Hitherto osteoporosis was believed to be a disease of elderly but now due to the evolution of life style and social behaviour, other causes which have been mentioned earlier have taken their role to play in causing osteoporosis in younger age group. In this scenario the incidence of osteopenia among younger age group has become a common occurrence. We have few studies to support our claim8 .In our study we have reiterated this hypothesis by screening more than seven hundred executives of the bank. Out of 700 we have screened, only 302 were normal individuals and the rest were having either osteoporosis or osteopenia. The age difference for the entire group was 29 years and the mean age was 48. 26 years (SD±6.37). As for gender variation out of 491 males the mean age was 49.31(SD±6.01) and out of 209 females the mean age was 45.78(SD±6.53). In our study, male (491), female (209) ratio was 70.1 and 29.9 respectively. Out of which 16.5% males and 10.5% females were having osteoporosis. With regard to osteopenia, 42.4% males and 41.6% females were affected. The results also have shown that in the age group of 30-39 years 0.6% and 4.0% were affected with osteoporosis and osteopenia respectively and also in the age group between 40-49 years 7.3% and 18.1% were affected with osteoporosis and osteopenia respectively. Table IV and V describes the frequency of T score with reference to age and gender as osteoporotic, osteopenic and normal state. Subjecting these values to chi square tests we got the result of statistically not significant, which means that this morbidity can be seen irrespective of the age among the selected group. Hence the theory of osteoporosis and osteopenia affecting only the elderly and post menopausal is to be considered with a thread of suspicion. These results established the prevalence of this silent disease among people above 30 years. Since the ugly face of osteoporosis /osteopenia is made known only after a fracture, leading to morbidity physically and economically, its incidence should be in the category of high suspicion. Hence our aim of screening sedentary workers throws light on the prevalence of this morbidity among people above the age of 30 years. Thus the early detection of this morbidity can be used to prevent/treat as the case may be.

 

CONCLUSION

Statistical analysis of our results revealed that it is statistically not significant which reiterates our aim and objective of our study. Hence we strongly feel that health check up schemes can have a space for assessment of bone mineral density, which may help in creating awareness and formulate general guidelines to combat the problem at community level and spread the message of living fit.

 

LIMITATIONS

The study results can be taken only as the indicator and further definitive investigations like DEXA scan and biochemical markers will help in planning the treatment. In certain cases where we have large frame individuals our QUS method will be on the error side

 

REFERENCES

  1. Usha Kini, B. N. Nandeesh Physiology of Bone Formation, Remodelling, and Metabolism Radionuclide and Hybrid Bone Imaging pp 29-57 18 September 2012

  2. JAMA, Journal of American Medical Association, NIH consensus development panel on ‘Osteoporosis prevention diagnosis and therapy’ vol: 285, no.6.pp785-795- Feb 14 2001

  3. Lars Lidgren,The Bone and Joint decade 2000-2010:Bulletin of the WHO-February 2003,81(9)

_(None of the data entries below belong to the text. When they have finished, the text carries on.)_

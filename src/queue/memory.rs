//! In-process queue backend.
//!
//! Useful for running every stage inside one process and for tests.
//! Contents are lost when the process exits.

use std::collections::{HashMap, VecDeque};
use std::sync::Mutex;
use std::time::Duration;

use async_trait::async_trait;
use tokio::sync::Notify;
use tokio::time::Instant;

use super::{MessageQueue, QueueError};
use crate::domain::Message;

/// FIFO queues held in memory
#[derive(Default)]
pub struct MemoryQueue {
    queues: Mutex<HashMap<String, VecDeque<Message>>>,
    notify: Notify,
}

impl MemoryQueue {
    pub fn new() -> Self {
        Self::default()
    }

    fn try_pop(&self, queue: &str) -> Result<Option<Message>, QueueError> {
        let mut queues = self.queues.lock().map_err(|_| QueueError::Poisoned)?;
        Ok(queues.get_mut(queue).and_then(VecDeque::pop_front))
    }

    /// Copy of every message waiting in `queue`, oldest first
    pub fn snapshot(&self, queue: &str) -> Result<Vec<Message>, QueueError> {
        let queues = self.queues.lock().map_err(|_| QueueError::Poisoned)?;
        Ok(queues
            .get(queue)
            .map(|q| q.iter().cloned().collect())
            .unwrap_or_default())
    }
}

#[async_trait]
impl MessageQueue for MemoryQueue {
    async fn push(&self, queue: &str, message: &Message) -> Result<(), QueueError> {
        {
            let mut queues = self.queues.lock().map_err(|_| QueueError::Poisoned)?;
            queues
                .entry(queue.to_string())
                .or_default()
                .push_back(message.clone());
        }
        self.notify.notify_waiters();
        Ok(())
    }

    async fn pop(&self, queue: &str, timeout: Duration) -> Result<Option<Message>, QueueError> {
        let deadline = Instant::now() + timeout;

        loop {
            // Register interest before checking so a concurrent push is not missed
            let notified = self.notify.notified();
            tokio::pin!(notified);
            notified.as_mut().enable();

            if let Some(message) = self.try_pop(queue)? {
                return Ok(Some(message));
            }

            if tokio::time::timeout_at(deadline, notified).await.is_err() {
                return Ok(None);
            }
        }
    }

    async fn len(&self, queue: &str) -> Result<usize, QueueError> {
        let queues = self.queues.lock().map_err(|_| QueueError::Poisoned)?;
        Ok(queues.get(queue).map(VecDeque::len).unwrap_or(0))
    }
}

#[cfg(test)]
mod tests {
    use std::sync::Arc;

    use super::*;
    use crate::domain::Action;

    #[tokio::test]
    async fn test_fifo_order_per_queue() {
        let queue = MemoryQueue::new();
        for action in [Action::Review, Action::Edit] {
            queue.push("q", &Message::new("s1", action)).await.unwrap();
        }
        queue
            .push("other", &Message::new("s2", Action::Revise))
            .await
            .unwrap();

        let first = queue.pop("q", Duration::from_millis(10)).await.unwrap().unwrap();
        let second = queue.pop("q", Duration::from_millis(10)).await.unwrap().unwrap();
        assert_eq!(first.action, Action::Review);
        assert_eq!(second.action, Action::Edit);
        assert_eq!(queue.len("other").await.unwrap(), 1);
    }

    #[tokio::test]
    async fn test_pop_times_out_empty() {
        let queue = MemoryQueue::new();
        let popped = queue.pop("q", Duration::from_millis(20)).await.unwrap();
        assert!(popped.is_none());
    }

    #[tokio::test]
    async fn test_pop_wakes_on_push() {
        let queue = Arc::new(MemoryQueue::new());
        let consumer = {
            let queue = Arc::clone(&queue);
            tokio::spawn(async move { queue.pop("q", Duration::from_secs(5)).await })
        };

        tokio::time::sleep(Duration::from_millis(20)).await;
        queue
            .push("q", &Message::new("s1", Action::CoverReady))
            .await
            .unwrap();

        let popped = consumer.await.unwrap().unwrap().unwrap();
        assert_eq!(popped.action, Action::CoverReady);
        assert_eq!(queue.len("q").await.unwrap(), 0);
    }
}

  4. WHO scientific group on the assessment of osteoporosis at primary health care level. Summary meeting report Brussels, Belgium, 5-7 may 2004.

  5. Riggs BL et al. Evidence for two distinct syndromes of involutional osteoporosis. AM.J. Med, Dec 1983;75(6):899-901

  6. N.Malhotra andA.Mithal Osteoporosis in Indians, Indian J Med Res 127, March 2008, pp 263-268.

  7. Ellen J.O’Flaherty,Modeling Normal Aging Bone Loss, with consideration of Bone Loss in Osteoporosis: Toxicological Sciences 55,171-188(2000)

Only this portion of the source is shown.